Yay! A new Marvel movie! Two or three times a year over the last decade, we comic-book nerds get to rejoice in the evidence that our once-sneered-upon culture has taken over the zeitgeist of the early 21st century. This year begins with Marvel giving the Black Panther character introduced in 2016’s Captain America: Civil War his own film, and what a great addition to Marvel Studios’ ongoing series of movies it is.
As Marvel tends to do, this particular movie fills something of a sub-genre - sure, it’s a “superhero” film, but much like Ant-Man was the “heist” film and Captain America: The Winter Soldier was the “political thriller,” Black Panther is a James Bond film with spandex. We learned in Captain America: Civil War of the (fictional) African nation of Wakanda, and how T’Challa (Chadwick Boseman) assumed the mantle of king of that nation when his father was killed. We also learned that wearing the crown of Wakanda also means wearing the spandex of the Black Panther, but it is in this film that we learn what makes Wakanda so special and how the rest of the world knows next to nothing about it.
Director/co-writer Ryan Coogler, who revived the Rocky franchise with Creed, (a flick that I promise I’ll get around to seeing one of these days) works movie magic with a cinematic blend of super sci-fi, Bond-ian type gadgetry and villains bent on societal anarchy. He and his cinematographer and design team have set up a rich culture filled with wondrous locations and several distinctly different tribes, details that help make the characters become individuals, and not merely place-holders. Even better, the screenplay amazingly does not waste any of the characters.
All of the warriors, both men - W’Kabi (Daniel Kaluuya) and M’Baku (Winston Duke), and women – Nakia (Lupita Nyong’o), Okoye (Danai Gurira), and the still-insanely beautiful Angela Bassett (who plays Ramonda, T’Challa’s mother) serve a purpose in driving the film’s story. Heck, T’Challa’s sister Shuri (Letitia Wright) effectively serves as this movie’s “Q” to T’Challa’s Bond. The script fleshes out the royal family’s in-house drama wonderfully, and crafts a villain, “Killmonger” (Michael B. Jordan), that is perhaps the Marvel movie universe’s second-best villain ever, after Loki.
It is nice to have a stand-alone film in the Marvel Cinematic Universe every few times out, one that is not a TOTAL continuation of the ongoing narrative running throughout all eighteen movies of the series. Ant-Man was like that, as was the first Guardians of the Galaxy. This isn't really an origin tale, as T'Challa is already the Black Panther at the film's start, but his beginnings are touched upon. Sure, Black Panther contains mentions of things that happen in other movies, and has characters that have been seen in other movies, but none of those items require you to have seen any of the previous titles in the franchise.

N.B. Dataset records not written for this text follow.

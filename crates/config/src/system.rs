#![forbid(unsafe_code)]

use crate::sort_strategy::SortStrategy;
use serde::{Deserialize, Serialize};
use serde_with::serde_as;
use std::time::Duration;

#[serde_as]
#[derive(Debug, Clone, Serialize, Deserialize, PartialEq)]
#[serde(default)]
pub struct System {
    /// Whether the model should be updated from running processes.
    pub doscan: bool,

    /// Whether prediction and prefetching should run.
    pub dopredict: bool,

    /// Autosave interval for state persistence.
    #[serde_as(as = "serde_with::DurationSeconds")]
    pub autosave: Duration,

    /// Map path prefixes ("!" means deny; the longest matching prefix
    /// decides; no match accepts).
    pub mapprefix: Vec<String>,

    /// Exe path prefixes (same semantics as `mapprefix`).
    pub exeprefix: Vec<String>,

    /// Max number of concurrent prefetch workers. 0 runs requests inline on
    /// the scheduler.
    pub processes: usize,

    /// Prefetch I/O sort strategy.
    pub sortstrategy: SortStrategy,
}

impl Default for System {
    fn default() -> Self {
        Self {
            doscan: true,
            dopredict: true,
            autosave: Duration::from_secs(3600),
            mapprefix: vec![
                "/usr/".into(),
                "/lib".into(),
                "/var/cache/".into(),
                "!/".into(),
            ],
            exeprefix: vec![
                "!/usr/sbin/".into(),
                "!/usr/local/sbin/".into(),
                "/usr/".into(),
                "!/".into(),
            ],
            processes: 30,
            sortstrategy: SortStrategy::Block,
        }
    }
}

Of course, no movie is perfect (well, maybe Lawrence of Arabia was perfect, but that’s another discussion for another time…), and Black Panther is not without minor grumbles. There are a few hints of story elements never followed through (Okoye and W’Kabi, for instance, are mentioned fleetingly as being lovers in what feels like might have been an excised sub-plot), and some of the CGI action shots were less than convincing, but if such things are the worst that can be found in the film, then I don’t have any problem calling it one of Marvel Studios’ best efforts to date.
While plenty of other writers, reviewers and commentators have waxed ad nauseum about the political, philosophical and “social justice” implications of this movie, I refuse to go down that rabbit hole. This particular white Anglo-Saxon Protestant conservative heterosexual male is merely a comic-book nerd, and doesn’t apply labels or checkboxes to the factors that make up his entertainment. That said, I can assure you with a broad smile that Black Panther is tremendously entertaining.